Transactions take energy. Holding it would prevent more.
The bitcoin network will take exactly the same amount of energy mining an empty or full block. So a transaction does not use much energy (except for propagating it etc). By holding bitcoin, you reduce the supply, thus increasing the price of bitcoin. By increasing the price, you increase the value of the block reward, thus making it more attractive to mine bitcoin. So actually holding it, not transacting, will increase energy consumption.
I've been doing a lot of reading & thinking on this lately as I just finished building https://carbon.fyi

Your take is 100% correct, but we still opted to use Ethereum Gas units as our "emissions factor" because it represents useage of and relative benefit from the Ethereum network.

We are interested in raising money for carbon offsets, so if we ask the question of "who pays?" it wouldn't be fair to place the burden on miners when all users benefit from the security and stability that comes from mining.

I'd eventually like to develop a model that allocates emissions based on "unit of time held" which is a more accurate allegory for 'benefit' for speculative assets like Bitcoin (if we are honest about Bitcoin's purpose), and because of the macroeconomic reasons you mentioned.

It's an interesting problem and discussion because unlike driving a car or eating meat, simply reducing consumption won't fix the problem, and yet we would all agree heavy users or benefactors of the network should bear more of the burden.

Why do transactions take energy?

My understanding is that there is basically a fixed amount of energy being used (fluctuating mostly due to mining profitability) for the ~fixed block rate. How does adding transactions increase the energy use?

My understanding is that you pay money to the miners to get your transaction included, and the money you pay (on average) goes to pay for electricity, so the marginal difference of making a transaction is that your transaction pays more than whatever transaction would have otherwise been included, and ~100% of that extra money becomes burned electricity.
Energy use is proportional to the revenues gained from mining.

Revenues are based on the block coinbase reward and transaction fees from transactions (txns) included in the block. The coinbase reward is currently a large majority of mining revenue, but this will decrease over time according to the coinbase halving schedule every ~4 years.

Since block capacity is arbitrarily limited to 1MB, txn throughput is limited. Therefore, all txns contribute to txn fee competition. There is a transaction fee market where users must outbid each other to ensure their txns are incorporated into the blockchain in a timely manner.

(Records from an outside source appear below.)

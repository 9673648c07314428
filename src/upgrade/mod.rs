//! In-place update of a RandPicker installation.
//!
//! This module checks a release manifest for a newer version, backs up the
//! current installation, downloads the release archive (falling back through
//! download mirrors), extracts it and flattens the nested release folder into
//! the install root.
//!
//! # Architecture Overview
//!
//! ## Core Components
//!
//! - **[`ManifestResolver`]**: Fetches the latest release from the official or mirror backend
//! - **[`ArtifactDownloader`]**: Streams the archive to disk, trying mirrors in order
//! - **[`InstallationBackup`]**: Moves the current installation aside before it is replaced
//! - **[`ArchiveExtractor`]**: Unpacks the archive and promotes the nested folder
//! - **[`UpdateOrchestrator`]**: Runs the stages above as one linear workflow
//!
//! ## Update Process Flow
//!
//! ```text
//! 1. Resolve manifest          (sentinel release or nothing newer: stop, untouched)
//! 2. Await confirmation        (optional; declining stops, untouched)
//! 3. Back up                   install root -> backup/            15%
//! 4. Download                  primary, then mirrors       15% - 75%
//! 5. Extract                   update.zip -> install root  75% - 93%
//! 6. Promote                   RandPicker/* -> install root 93% - 97%
//! 7. Clean up                  delete update.zip                 100%
//! ```
//!
//! # Safety Mechanisms
//!
//! - The backup always completes before anything is downloaded or extracted
//! - `config.ini`, `students.json`, the updater binary and the backup
//!   directory are never moved or overwritten
//! - Partial downloads live in temporary files that are deleted on failure
//! - Archives are verified against the manifest's SHA256 digest when one is published
//! - Archive entries escaping the install root are rejected
//! - With `restore_on_failure`, a failure after the backup moves the previous
//!   installation back
//!
//! # Progress
//!
//! The workflow reports `{stage, percent, message}` events to a
//! [`ProgressSink`](progress::ProgressSink) and knows nothing about how they
//! are displayed:
//!
//! ```rust,no_run
//! use randpicker_updater::upgrade::{Origin, UpdateOrchestrator, UpdateSession, UpdaterConfig};
//! use std::sync::Arc;
//!
//! # async fn example() -> anyhow::Result<()> {
//! let (tx, mut rx) = tokio::sync::mpsc::unbounded_channel();
//! let orchestrator =
//!     UpdateOrchestrator::new(UpdaterConfig::default(), ".")?.with_sink(Arc::new(tx));
//!
//! tokio::spawn(async move {
//!     while let Some(update) = rx.recv().await {
//!         println!("[{:>3}%] {}", update.percent, update.message);
//!     }
//! });
//!
//! let mut session = UpdateSession::new(Origin::Official, true);
//! let outcome = orchestrator.run(&mut session).await;
//! println!("{:?}", outcome);
//! # Ok(())
//! # }
//! ```

/// Relocation of the current installation into the backup directory.
pub mod backup;
/// Updater configuration and its lookup order.
pub mod config;
/// Release archive download with mirror fallback.
pub mod download;
/// Archive extraction and nested folder promotion.
pub mod extract;
/// Manifest backends and release normalization.
pub mod manifest;
/// The stage pipeline.
pub mod orchestrator;
/// Status events and progress rescaling.
pub mod progress;
/// Per-run state.
pub mod session;
/// Download verification and integrity checking.
pub mod verification;


pub use backup::{BackupManifest, Denylist, InstallationBackup};
pub use config::UpdaterConfig;
pub use download::{ArtifactDownloader, DownloadTarget};
pub use extract::ArchiveExtractor;
pub use manifest::{ManifestResolver, Origin, ReleaseInfo};
pub use orchestrator::{AutoConfirm, Confirmation, Outcome, UpdateOrchestrator};
pub use progress::{ProgressSink, StatusUpdate};
pub use session::{UpdateSession, WorkflowStage};
pub use verification::ChecksumVerifier;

The net effect is that txn demand does contribute to mining rewards and ultimately the energy used for mining. But it is a very small effect at present:

* Txn fee competition only rarely kicks in. The network operates most of the time without substantial mempool backlog. https://jochen-hoenicke.de/queue/#0,6m This does change with market activity, and we are certainly looking at more txn fees overall in the future.

* Coinbase rewards dominate mining revenues, so the effect is proportionally small. As these rewards decrease in the future, txn effects will have bigger effects.

The upshot of all of this is a shift into a 'mature' paradigm of blockchain security funding. It's a pretty big shift and easily the biggest unknown in the future of Bitcoin. More and more, the focus will be on scaling and whether the opposing goals of affordable transactions and miner revenue (and therefore network security) can be balanced. There are also interesting technical issues such as whether txn-fee dominated revenue will present new malicious actions. Namely, whether miners can withhold blocks to gain advantage, plaguing the network with reorgs and further centralizing mining.